* _YOUR OBJECTIVE_
A single number is the answer: the count of lines in the records that hold the word "handling".

* _LISTED RECORDS_
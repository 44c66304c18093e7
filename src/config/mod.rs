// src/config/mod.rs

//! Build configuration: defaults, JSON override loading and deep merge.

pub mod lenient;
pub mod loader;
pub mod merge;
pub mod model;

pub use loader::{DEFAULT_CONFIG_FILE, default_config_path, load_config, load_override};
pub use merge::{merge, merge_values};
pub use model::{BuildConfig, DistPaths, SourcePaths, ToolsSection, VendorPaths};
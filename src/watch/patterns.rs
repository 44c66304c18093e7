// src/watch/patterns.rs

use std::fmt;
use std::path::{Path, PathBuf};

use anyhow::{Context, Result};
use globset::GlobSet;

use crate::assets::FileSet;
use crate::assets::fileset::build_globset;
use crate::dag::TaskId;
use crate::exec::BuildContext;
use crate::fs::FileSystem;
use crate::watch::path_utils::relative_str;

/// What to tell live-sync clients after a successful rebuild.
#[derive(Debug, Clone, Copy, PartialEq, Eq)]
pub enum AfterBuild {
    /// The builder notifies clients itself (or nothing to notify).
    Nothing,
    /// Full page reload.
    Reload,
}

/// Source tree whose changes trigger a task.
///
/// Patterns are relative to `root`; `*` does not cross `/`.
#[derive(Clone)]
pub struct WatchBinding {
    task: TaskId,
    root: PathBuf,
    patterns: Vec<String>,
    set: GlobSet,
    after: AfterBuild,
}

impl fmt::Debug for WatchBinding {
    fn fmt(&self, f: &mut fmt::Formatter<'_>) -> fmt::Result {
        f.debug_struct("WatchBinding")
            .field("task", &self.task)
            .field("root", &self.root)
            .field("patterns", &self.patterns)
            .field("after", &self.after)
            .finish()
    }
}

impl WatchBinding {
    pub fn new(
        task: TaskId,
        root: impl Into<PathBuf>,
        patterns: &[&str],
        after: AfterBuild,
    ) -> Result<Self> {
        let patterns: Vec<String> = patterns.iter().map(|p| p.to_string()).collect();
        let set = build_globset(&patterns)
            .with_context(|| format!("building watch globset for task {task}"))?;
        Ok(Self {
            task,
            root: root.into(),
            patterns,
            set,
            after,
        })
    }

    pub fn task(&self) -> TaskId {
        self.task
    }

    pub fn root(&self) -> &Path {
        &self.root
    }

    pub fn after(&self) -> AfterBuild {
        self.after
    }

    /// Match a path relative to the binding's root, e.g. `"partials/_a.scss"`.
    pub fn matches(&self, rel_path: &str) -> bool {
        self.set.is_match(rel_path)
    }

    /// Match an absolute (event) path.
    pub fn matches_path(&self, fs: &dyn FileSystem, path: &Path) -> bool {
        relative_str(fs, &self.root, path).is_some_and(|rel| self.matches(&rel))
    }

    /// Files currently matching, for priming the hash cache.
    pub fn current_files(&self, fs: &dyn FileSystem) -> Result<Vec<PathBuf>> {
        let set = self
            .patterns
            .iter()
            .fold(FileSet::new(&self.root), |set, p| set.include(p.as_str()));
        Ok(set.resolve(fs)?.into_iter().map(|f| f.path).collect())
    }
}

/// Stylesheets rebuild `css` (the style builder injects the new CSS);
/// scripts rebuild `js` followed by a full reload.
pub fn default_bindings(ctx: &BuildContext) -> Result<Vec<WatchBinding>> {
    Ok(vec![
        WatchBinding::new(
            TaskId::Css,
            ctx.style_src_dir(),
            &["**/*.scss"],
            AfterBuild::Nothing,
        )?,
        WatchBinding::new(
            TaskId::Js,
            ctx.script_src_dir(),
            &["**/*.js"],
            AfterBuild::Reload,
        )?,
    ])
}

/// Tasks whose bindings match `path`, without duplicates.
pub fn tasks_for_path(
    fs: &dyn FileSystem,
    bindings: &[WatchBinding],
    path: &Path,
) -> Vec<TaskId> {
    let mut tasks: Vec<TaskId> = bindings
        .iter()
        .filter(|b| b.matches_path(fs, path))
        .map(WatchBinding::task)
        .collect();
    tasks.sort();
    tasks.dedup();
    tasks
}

...

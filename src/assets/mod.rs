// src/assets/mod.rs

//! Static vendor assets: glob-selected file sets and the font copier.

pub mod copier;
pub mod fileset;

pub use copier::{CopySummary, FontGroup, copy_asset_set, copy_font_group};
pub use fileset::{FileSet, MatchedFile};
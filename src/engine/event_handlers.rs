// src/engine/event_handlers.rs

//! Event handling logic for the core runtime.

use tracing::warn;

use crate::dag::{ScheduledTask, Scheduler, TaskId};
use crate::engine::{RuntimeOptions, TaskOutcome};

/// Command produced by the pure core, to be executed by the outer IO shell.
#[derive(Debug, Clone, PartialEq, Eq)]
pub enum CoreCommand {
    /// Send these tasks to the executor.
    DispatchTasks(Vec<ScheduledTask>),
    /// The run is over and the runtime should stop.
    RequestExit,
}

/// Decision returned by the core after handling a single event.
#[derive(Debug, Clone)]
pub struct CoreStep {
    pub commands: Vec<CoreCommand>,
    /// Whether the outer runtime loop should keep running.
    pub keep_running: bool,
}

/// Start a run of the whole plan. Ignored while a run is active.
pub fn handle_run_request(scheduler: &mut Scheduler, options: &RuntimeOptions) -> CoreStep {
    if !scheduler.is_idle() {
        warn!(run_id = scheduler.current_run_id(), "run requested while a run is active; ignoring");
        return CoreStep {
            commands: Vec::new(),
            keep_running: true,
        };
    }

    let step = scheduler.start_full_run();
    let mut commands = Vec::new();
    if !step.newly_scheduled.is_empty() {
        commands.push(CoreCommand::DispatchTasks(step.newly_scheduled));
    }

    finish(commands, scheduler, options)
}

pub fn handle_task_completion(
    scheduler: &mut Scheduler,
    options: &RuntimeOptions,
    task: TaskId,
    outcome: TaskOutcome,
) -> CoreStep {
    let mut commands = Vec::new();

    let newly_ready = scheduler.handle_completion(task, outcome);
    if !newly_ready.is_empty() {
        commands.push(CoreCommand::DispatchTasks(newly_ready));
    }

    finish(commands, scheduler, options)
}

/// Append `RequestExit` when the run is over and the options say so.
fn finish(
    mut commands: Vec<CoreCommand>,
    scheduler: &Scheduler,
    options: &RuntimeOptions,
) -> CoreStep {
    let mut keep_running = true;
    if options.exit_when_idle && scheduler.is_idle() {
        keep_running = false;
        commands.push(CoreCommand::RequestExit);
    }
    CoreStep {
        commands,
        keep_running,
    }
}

* * *

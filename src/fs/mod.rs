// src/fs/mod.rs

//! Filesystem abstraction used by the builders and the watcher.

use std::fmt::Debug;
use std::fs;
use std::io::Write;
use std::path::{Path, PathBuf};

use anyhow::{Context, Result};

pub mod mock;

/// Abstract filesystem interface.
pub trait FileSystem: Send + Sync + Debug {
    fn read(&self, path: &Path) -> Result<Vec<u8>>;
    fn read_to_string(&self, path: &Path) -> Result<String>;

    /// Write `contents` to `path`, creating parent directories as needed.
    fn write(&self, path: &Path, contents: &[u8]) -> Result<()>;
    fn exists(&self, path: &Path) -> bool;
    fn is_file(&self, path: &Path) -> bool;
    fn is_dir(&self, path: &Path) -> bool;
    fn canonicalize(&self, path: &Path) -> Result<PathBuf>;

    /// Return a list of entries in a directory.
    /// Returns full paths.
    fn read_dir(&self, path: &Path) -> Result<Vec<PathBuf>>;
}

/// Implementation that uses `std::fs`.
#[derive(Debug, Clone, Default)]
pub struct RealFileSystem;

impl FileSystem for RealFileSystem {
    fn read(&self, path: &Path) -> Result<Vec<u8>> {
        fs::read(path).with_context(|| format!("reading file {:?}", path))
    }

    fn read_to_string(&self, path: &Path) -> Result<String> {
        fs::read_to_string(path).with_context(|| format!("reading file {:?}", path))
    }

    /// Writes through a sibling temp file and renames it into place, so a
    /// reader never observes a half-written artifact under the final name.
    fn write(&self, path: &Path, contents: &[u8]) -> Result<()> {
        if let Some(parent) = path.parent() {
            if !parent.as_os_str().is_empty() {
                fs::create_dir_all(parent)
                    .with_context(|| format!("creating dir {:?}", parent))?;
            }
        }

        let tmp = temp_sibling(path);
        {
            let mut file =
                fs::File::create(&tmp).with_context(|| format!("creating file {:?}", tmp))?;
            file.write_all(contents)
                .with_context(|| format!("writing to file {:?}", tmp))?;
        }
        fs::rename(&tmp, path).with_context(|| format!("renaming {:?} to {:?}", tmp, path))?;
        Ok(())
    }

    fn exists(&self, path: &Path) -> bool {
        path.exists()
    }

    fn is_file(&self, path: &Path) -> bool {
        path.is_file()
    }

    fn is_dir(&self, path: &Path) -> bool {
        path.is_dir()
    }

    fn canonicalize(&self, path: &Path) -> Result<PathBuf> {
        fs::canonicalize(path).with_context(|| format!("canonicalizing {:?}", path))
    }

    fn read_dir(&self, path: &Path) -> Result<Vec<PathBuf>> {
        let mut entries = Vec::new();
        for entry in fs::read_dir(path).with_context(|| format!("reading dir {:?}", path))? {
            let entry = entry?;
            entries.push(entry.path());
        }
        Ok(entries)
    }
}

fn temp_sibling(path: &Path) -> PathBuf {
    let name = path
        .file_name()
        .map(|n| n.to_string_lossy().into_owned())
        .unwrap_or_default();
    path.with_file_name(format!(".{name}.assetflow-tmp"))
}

* _RESULT_
2